Aims: The wavelength of a cardiac reentry represents the spatial extent of refractory regions and may be estimated as action potential duration x conduction velocity. We assessed an instantaneous measure of geometric wavelength (GWL) applicable to monitoring the effect of externally-driven variations in acetylcholine concentration (ACh) at a shorter time scale than action potential duration.
Methods: A stable reentry was simulated in a ring (4-cm diameter; 628 cells with Ramirez et al. kinetics). ACh time course was set to a predefined exponential profile composed of a release and a degradation phase (2000 ms each phase) and characterized by its maximum ACh level (30 values between 0 and 0.03 µM) and the time constant (τ) of ACh release and degradation (30 values from 50 to 1000 ms). Reentry GWL was defined as the length of the region with membrane potential above -70 mV. Quasi-static GWL was the steady-state GWL that would be measured if ACh concentration remained constant. Time to 90% adaptation (T90) for the time course of dynamic and quasi-static GWL during ACh release and degradation were documented.
Results: In the 900 simulations, the time scale of variations in dynamic GWL was faster than ACh time constant τ during ACh release and slower during degradation (T90 / τ = 0.58 ± 0.21 vs 4.54 ± 1.13; p<0.001).

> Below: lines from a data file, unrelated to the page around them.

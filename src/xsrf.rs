//! XSRF token acquisition with vault-backed reuse.

// self
use crate::{
	_prelude::*,
	cache::TokenCache,
	endpoints::TokenEndpoints,
	error::FetchError,
	obs::{self, FlowKind, FlowOutcome, FlowSpan},
	origin::OriginClassifier,
	transport::{HttpTransport, WireRequest},
};

/// Anti-forgery header attached to same-origin requests and token exchanges.
pub const XSRF_TOKEN_HEADER: HeaderName = HeaderName::from_static("x-csrf-token");

#[derive(Debug, Deserialize)]
struct XsrfTokenBody {
	#[serde(rename = "referrerToken")]
	referrer_token: String,
}

/// Fetch-or-reuse provider for the anti-forgery token.
///
/// Obtained through [`Courier::xsrf_provider`](crate::courier::Courier::xsrf_provider). The
/// provider reads the vault first and calls the XSRF endpoint only on a miss; a fetched value is
/// persisted before it is handed out, so later couriers sharing the vault reuse it without
/// another fetch.
pub struct XsrfProvider<T>
where
	T: HttpTransport + ?Sized,
{
	transport: Arc<T>,
	cache: Arc<TokenCache>,
	classifier: OriginClassifier,
	endpoints: TokenEndpoints,
}
impl<T> XsrfProvider<T>
where
	T: HttpTransport + ?Sized,
{
	/// Wires a provider from the courier's shared parts.
	pub(crate) fn new(
		transport: Arc<T>,
		cache: Arc<TokenCache>,
		classifier: OriginClassifier,
		endpoints: TokenEndpoints,
	) -> Self {
		Self { transport, cache, classifier, endpoints }
	}

	/// Returns the current XSRF token, fetching and persisting a fresh one on a vault miss.
	pub async fn acquire(&self) -> Result<String> {
		const KIND: FlowKind = FlowKind::XsrfFetch;

		let span = FlowSpan::new(KIND, "acquire");

		obs::record_flow_outcome(KIND, FlowOutcome::Attempt);

		let result = span
			.instrument(async move {
				if let Some(token) = self.cache.read_xsrf().await? {
					return Ok(token);
				}

				let url = self.classifier.resolve(self.endpoints.xsrf_path())?;
				let request = WireRequest::new(Method::GET, url);
				let response = self.transport.execute(request).await.map_err(Error::xsrf_fetch)?;

				if !response.is_success() {
					return Err(Error::xsrf_fetch(FetchError::UnexpectedStatus {
						status: response.status.as_u16(),
					}));
				}

				let body = response.json::<XsrfTokenBody>().map_err(Error::xsrf_fetch)?;

				self.cache.write_xsrf(&body.referrer_token).await?;

				Ok(body.referrer_token)
			})
			.await;

		match &result {
			Ok(_) => obs::record_flow_outcome(KIND, FlowOutcome::Success),
			Err(_) => obs::record_flow_outcome(KIND, FlowOutcome::Failure),
		}

		result
	}
}
impl<T> Debug for XsrfProvider<T>
where
	T: HttpTransport + ?Sized,
{
	fn fmt(&self, f: &mut Formatter) -> FmtResult {
		f.debug_struct("XsrfProvider")
			.field("transport", &"<dyn HttpTransport>")
			.field("cache", &self.cache)
			.field("classifier", &self.classifier)
			.field("endpoints", &self.endpoints)
			.finish()
	}
}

This was partially explained by the nonlinear relationship between ACh and quasi-static GWL. The resulting hysteresis was quantified by the area of the dynamic vs quasi-static GWL loop, normalized by the square of GWL range. This relative area was strongly correlated to τ (Spearman's rho = -0.99) independently from ACh maximum level, and varied from 50% (τ = 50 ms) to 15% (τ = 1000 ms).
Conclusion: Geometric wavelength provides an instantaneous measure to describe fast time-scale dynamic changes in refractoriness.